## [TASK PROMPT]
Can you retype every record below exactly as written?

-----

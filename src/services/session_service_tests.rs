// src/services/session_service_tests.rs
//
// Session Manager tests
//
// INVARIANTS TESTED:
// - authenticated iff user and token are both present
// - durable storage is written before the in-memory update
// - logout erases storage, the installed token and memory, idempotently
// - expected login failures are indistinguishable from each other

#[cfg(test)]
mod tests {
    use std::sync::Arc;

    use crate::domain::{Role, User};
    use crate::error::AppError;
    use crate::integrations::{LoginGrant, MockCredentialStore, PortalClient};
    use crate::repositories::{MockCredentialRepository, PersistedCredential};
    use crate::services::session_service::{LoginOutcome, RegisterOutcome, SessionManager};

    fn applicant() -> User {
        User {
            id: 3,
            username: "dana".to_string(),
            role: Role::Applicant,
        }
    }

    fn grant() -> LoginGrant {
        LoginGrant {
            user: applicant(),
            token: "tok-1".to_string(),
        }
    }

    fn persisted() -> PersistedCredential {
        PersistedCredential {
            user: applicant(),
            token: "tok-1".to_string(),
        }
    }

    /// Storage that is empty and accepts writes/clears.
    fn empty_storage() -> MockCredentialRepository {
        let mut storage = MockCredentialRepository::new();
        storage.expect_load().returning(|| Ok(None));
        storage.expect_save().returning(|_| Ok(()));
        storage.expect_clear().returning(|| Ok(()));
        storage
    }

    fn manager(
        credentials: MockCredentialStore,
        storage: MockCredentialRepository,
    ) -> (SessionManager, Arc<PortalClient>) {
        let transport = Arc::new(PortalClient::new("http://localhost:5000"));
        let manager = SessionManager::new(
            Arc::new(credentials),
            Arc::new(storage),
            Arc::clone(&transport),
        );
        (manager, transport)
    }

    // ========================================================================
    // restore
    // ========================================================================

    #[test]
    fn test_restore_populates_session_and_installs_token() {
        let mut storage = MockCredentialRepository::new();
        storage.expect_load().returning(|| Ok(Some(persisted())));

        let (manager, transport) = manager(MockCredentialStore::new(), storage);
        manager.restore().unwrap();

        assert!(manager.is_authenticated());
        assert_eq!(manager.current_user().map(|u| u.id), Some(3));
        assert_eq!(manager.role(), Some(Role::Applicant));
        assert!(transport.has_token());
    }

    #[test]
    fn test_restore_with_empty_storage_stays_anonymous() {
        let mut storage = MockCredentialRepository::new();
        storage.expect_load().returning(|| Ok(None));

        let (manager, transport) = manager(MockCredentialStore::new(), storage);
        manager.restore().unwrap();

        assert!(!manager.is_authenticated());
        assert!(manager.current_user().is_none());
        assert!(!transport.has_token());
    }

    // ========================================================================
    // login
    // ========================================================================

    #[tokio::test]
    async fn test_login_success_persists_then_authenticates() {
        let mut credentials = MockCredentialStore::new();
        credentials
            .expect_login()
            .returning(|_, _| Ok(grant()));

        let mut storage = MockCredentialRepository::new();
        storage
            .expect_save()
            .times(1)
            .withf(|c| c.user.id == 3 && c.token == "tok-1")
            .returning(|_| Ok(()));

        let (manager, transport) = manager(credentials, storage);
        let outcome = manager.login("dana", "pw").await.unwrap();

        assert_eq!(outcome, LoginOutcome::Success(applicant()));
        assert!(manager.is_authenticated());
        assert!(transport.has_token());
    }

    #[tokio::test]
    async fn test_login_rejected_credentials_is_a_failure_outcome() {
        let mut credentials = MockCredentialStore::new();
        credentials
            .expect_login()
            .returning(|_, _| Err(AppError::Authentication));

        let mut storage = MockCredentialRepository::new();
        storage.expect_save().times(0);

        let (manager, transport) = manager(credentials, storage);
        let outcome = manager.login("dana", "wrong").await.unwrap();

        assert!(matches!(outcome, LoginOutcome::Failure { .. }));
        assert!(!manager.is_authenticated());
        assert!(!transport.has_token());
    }

    #[tokio::test]
    async fn test_login_failures_are_indistinguishable() {
        let rejected = {
            let mut credentials = MockCredentialStore::new();
            credentials
                .expect_login()
                .returning(|_, _| Err(AppError::Authentication));
            let (manager, _) = manager(credentials, empty_storage());
            manager.login("dana", "wrong").await.unwrap()
        };

        let unreachable = {
            let mut credentials = MockCredentialStore::new();
            credentials
                .expect_login()
                .returning(|_, _| Err(AppError::Remote("connection refused".to_string())));
            let (manager, _) = manager(credentials, empty_storage());
            manager.login("dana", "pw").await.unwrap()
        };

        // Same outcome, same message: the caller cannot tell which factor
        // failed, or whether the portal was even reachable.
        assert_eq!(rejected, unreachable);
    }

    #[tokio::test]
    async fn test_login_persistence_failure_leaves_session_anonymous() {
        let mut credentials = MockCredentialStore::new();
        credentials.expect_login().returning(|_, _| Ok(grant()));

        let mut storage = MockCredentialRepository::new();
        storage
            .expect_save()
            .returning(|_| Err(AppError::Other("disk full".to_string())));

        let (manager, transport) = manager(credentials, storage);
        let result = manager.login("dana", "pw").await;

        // Storage is written before memory; a failed write must not leave a
        // session that would not survive a restart.
        assert!(result.is_err());
        assert!(!manager.is_authenticated());
        assert!(!transport.has_token());
    }

    // ========================================================================
    // register
    // ========================================================================

    #[tokio::test]
    async fn test_register_success_does_not_authenticate() {
        let mut credentials = MockCredentialStore::new();
        credentials.expect_register().returning(|_, _, _| Ok(()));

        let (manager, transport) = manager(credentials, empty_storage());
        let outcome = manager.register("dana", "dana@example.com", "pw").await.unwrap();

        assert_eq!(outcome, RegisterOutcome::Success);
        assert!(!manager.is_authenticated());
        assert!(!transport.has_token());
    }

    #[tokio::test]
    async fn test_register_duplicate_surfaces_portal_message() {
        let mut credentials = MockCredentialStore::new();
        credentials
            .expect_register()
            .returning(|_, _, _| Err(AppError::Validation("User already exists!".to_string())));

        let (manager, _) = manager(credentials, empty_storage());
        let outcome = manager.register("dana", "dana@example.com", "pw").await.unwrap();

        assert_eq!(
            outcome,
            RegisterOutcome::Failure {
                message: "User already exists!".to_string()
            }
        );
    }

    // ========================================================================
    // logout
    // ========================================================================

    #[tokio::test]
    async fn test_logout_clears_storage_token_and_memory() {
        let mut credentials = MockCredentialStore::new();
        credentials.expect_login().returning(|_, _| Ok(grant()));

        let mut storage = MockCredentialRepository::new();
        storage.expect_save().returning(|_| Ok(()));
        storage.expect_clear().times(1).returning(|| Ok(()));

        let (manager, transport) = manager(credentials, storage);
        manager.login("dana", "pw").await.unwrap();
        manager.logout().unwrap();

        assert!(!manager.is_authenticated());
        assert!(manager.current_user().is_none());
        assert!(!transport.has_token());
    }

    #[test]
    fn test_logout_twice_equals_logout_once() {
        let mut storage = MockCredentialRepository::new();
        storage.expect_clear().times(2).returning(|| Ok(()));

        let (manager, transport) = manager(MockCredentialStore::new(), storage);
        manager.logout().unwrap();
        let after_once = manager.session();

        manager.logout().unwrap();
        assert_eq!(manager.session(), after_once);
        assert!(!transport.has_token());
    }

    #[test]
    fn test_restore_then_logout_equals_never_restored() {
        let mut storage = MockCredentialRepository::new();
        storage.expect_load().returning(|| Ok(Some(persisted())));
        storage.expect_clear().returning(|| Ok(()));

        let (manager, transport) = manager(MockCredentialStore::new(), storage);
        manager.restore().unwrap();
        manager.logout().unwrap();

        let (never_restored, _) = self::manager(MockCredentialStore::new(), empty_storage());

        assert_eq!(manager.session(), never_restored.session());
        assert!(!transport.has_token());
    }
}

-----

## [WRITTEN SOLUTION]
filename src/services/session_service_tests.rs
// src/services/session_service_tests.rs
//
// Session Manager tests
//
// INVARIANTS TESTED:
// - authenticated iff user and token are both present
// - durable storage is written before the in-memory update
// - logout erases storage, the installed token and memory, idempotently
// - expected login failures are indistinguishable from each other

#[cfg(test)]
mod tests {
    use std::sync::Arc;

    use crate::domain::{Role, User};
    use crate::error::AppError;
    use crate::integrations::{LoginGrant, MockCredentialStore, PortalClient};
    use crate::repositories::{MockCredentialRepository, PersistedCredential};
    use crate::services::session_service::{LoginOutcome, RegisterOutcome, SessionManager};

    fn applicant() -> User {
        User {
            id: 3,
            username: "dana".to_string(),
            role: Role::Applicant,
        }
    }

    fn grant() -> LoginGrant {
        LoginGrant {
            user: applicant(),
            token: "tok-1".to_string(),
        }
    }

    fn persisted() -> PersistedCredential {
        PersistedCredential {
            user: applicant(),
            token: "tok-1".to_string(),
        }
    }

    /// Storage that is empty and accepts writes/clears.
    fn empty_storage() -> MockCredentialRepository {
        let mut storage = MockCredentialRepository::new();
        storage.expect_load().returning(|| Ok(None));
        storage.expect_save().returning(|_| Ok(()));
        storage.expect_clear().returning(|| Ok(()));
        storage
    }

    fn manager(
        credentials: MockCredentialStore,
        storage: MockCredentialRepository,
    ) -> (SessionManager, Arc<PortalClient>) {
        let transport = Arc::new(PortalClient::new("http://localhost:5000"));
        let manager = SessionManager::new(
            Arc::new(credentials),
            Arc::new(storage),
            Arc::clone(&transport),
        );
        (manager, transport)
    }

    // ========================================================================
    // restore
    // ========================================================================

    #[test]
    fn test_restore_populates_session_and_installs_token() {
        let mut storage = MockCredentialRepository::new();
        storage.expect_load().returning(|| Ok(Some(persisted())));

        let (manager, transport) = manager(MockCredentialStore::new(), storage);
        manager.restore().unwrap();

        assert!(manager.is_authenticated());
        assert_eq!(manager.current_user().map(|u| u.id), Some(3));
        assert_eq!(manager.role(), Some(Role::Applicant));
        assert!(transport.has_token());
    }

    #[test]
    fn test_restore_with_empty_storage_stays_anonymous() {
        let mut storage = MockCredentialRepository::new();
        storage.expect_load().returning(|| Ok(None));

        let (manager, transport) = manager(MockCredentialStore::new(), storage);
        manager.restore().unwrap();

        assert!(!manager.is_authenticated());
        assert!(manager.current_user().is_none());
        assert!(!transport.has_token());
    }

    // ========================================================================
    // login
    // ========================================================================

    #[tokio::test]
    async fn test_login_success_persists_then_authenticates() {
        let mut credentials = MockCredentialStore::new();
        credentials
            .expect_login()
            .returning(|_, _| Ok(grant()));

        let mut storage = MockCredentialRepository::new();
        storage
            .expect_save()
            .times(1)
            .withf(|c| c.user.id == 3 && c.token == "tok-1")
            .returning(|_| Ok(()));

        let (manager, transport) = manager(credentials, storage);
        let outcome = manager.login("dana", "pw").await.unwrap();

        assert_eq!(outcome, LoginOutcome::Success(applicant()));
        assert!(manager.is_authenticated());
        assert!(transport.has_token());
    }

    #[tokio::test]
    async fn test_login_rejected_credentials_is_a_failure_outcome() {
        let mut credentials = MockCredentialStore::new();
        credentials
            .expect_login()
            .returning(|_, _| Err(AppError::Authentication));

        let mut storage = MockCredentialRepository::new();
        storage.expect_save().times(0);

        let (manager, transport) = manager(credentials, storage);
        let outcome = manager.login("dana", "wrong").await.unwrap();

        assert!(matches!(outcome, LoginOutcome::Failure { .. }));
        assert!(!manager.is_authenticated());
        assert!(!transport.has_token());
    }

    #[tokio::test]
    async fn test_login_failures_are_indistinguishable() {
        let rejected = {
            let mut credentials = MockCredentialStore::new();
            credentials
                .expect_login()
                .returning(|_, _| Err(AppError::Authentication));
            let (manager, _) = manager(credentials, empty_storage());
            manager.login("dana", "wrong").await.unwrap()
        };

        let unreachable = {
            let mut credentials = MockCredentialStore::new();
            credentials
                .expect_login()
                .returning(|_, _| Err(AppError::Remote("connection refused".to_string())));
            let (manager, _) = manager(credentials, empty_storage());
            manager.login("dana", "pw").await.unwrap()
        };

        // Same outcome, same message: the caller cannot tell which factor
        // failed, or whether the portal was even reachable.
        assert_eq!(rejected, unreachable);
    }

    #[tokio::test]
    async fn test_login_persistence_failure_leaves_session_anonymous() {
        let mut credentials = MockCredentialStore::new();
        credentials.expect_login().returning(|_, _| Ok(grant()));

        let mut storage = MockCredentialRepository::new();
        storage
            .expect_save()
            .returning(|_| Err(AppError::Other("disk full".to_string())));

        let (manager, transport) = manager(credentials, storage);
        let result = manager.login("dana", "pw").await;

        // Storage is written before memory; a failed write must not leave a
        // session that would not survive a restart.
        assert!(result.is_err());
        assert!(!manager.is_authenticated());
        assert!(!transport.has_token());
    }

    // ========================================================================
    // register
    // ========================================================================

    #[tokio::test]
    async fn test_register_success_does_not_authenticate() {
        let mut credentials = MockCredentialStore::new();
        credentials.expect_register().returning(|_, _, _| Ok(()));

        let (manager, transport) = manager(credentials, empty_storage());
        let outcome = manager.register("dana", "dana@example.com", "pw").await.unwrap();

        assert_eq!(outcome, RegisterOutcome::Success);
        assert!(!manager.is_authenticated());
        assert!(!transport.has_token());
    }

    #[tokio::test]
    async fn test_register_duplicate_surfaces_portal_message() {
        let mut credentials = MockCredentialStore::new();
        credentials
            .expect_register()
            .returning(|_, _, _| Err(AppError::Validation("User already exists!".to_string())));

        let (manager, _) = manager(credentials, empty_storage());
        let outcome = manager.register("dana", "dana@example.com", "pw").await.unwrap();

        assert_eq!(
            outcome,
            RegisterOutcome::Failure {
                message: "User already exists!".to_string()
            }
        );
    }

    // ========================================================================
    // logout
    // ========================================================================

    #[tokio::test]
    async fn test_logout_clears_storage_token_and_memory() {
        let mut credentials = MockCredentialStore::new();
        credentials.expect_login().returning(|_, _| Ok(grant()));

        let mut storage = MockCredentialRepository::new();
        storage.expect_save().returning(|_| Ok(()));
        storage.expect_clear().times(1).returning(|| Ok(()));

        let (manager, transport) = manager(credentials, storage);
        manager.login("dana", "pw").await.unwrap();
        manager.logout().unwrap();

        assert!(!manager.is_authenticated());
        assert!(manager.current_user().is_none());
        assert!(!transport.has_token());
    }

    #[test]
    fn test_logout_twice_equals_logout_once() {
        let mut storage = MockCredentialRepository::new();
        storage.expect_clear().times(2).returning(|| Ok(()));

        let (manager, transport) = manager(MockCredentialStore::new(), storage);
        manager.logout().unwrap();
        let after_once = manager.session();

        manager.logout().unwrap();
        assert_eq!(manager.session(), after_once);
        assert!(!transport.has_token());
    }

    #[test]
    fn test_restore_then_logout_equals_never_restored() {
        let mut storage = MockCredentialRepository::new();
        storage.expect_load().returning(|| Ok(Some(persisted())));
        storage.expect_clear().returning(|| Ok(()));

        let (manager, transport) = manager(MockCredentialStore::new(), storage);
        manager.restore().unwrap();
        manager.logout().unwrap();

        let (never_restored, _) = self::manager(MockCredentialStore::new(), empty_storage());

        assert_eq!(manager.session(), never_restored.session());
        assert!(!transport.has_token());
    }
}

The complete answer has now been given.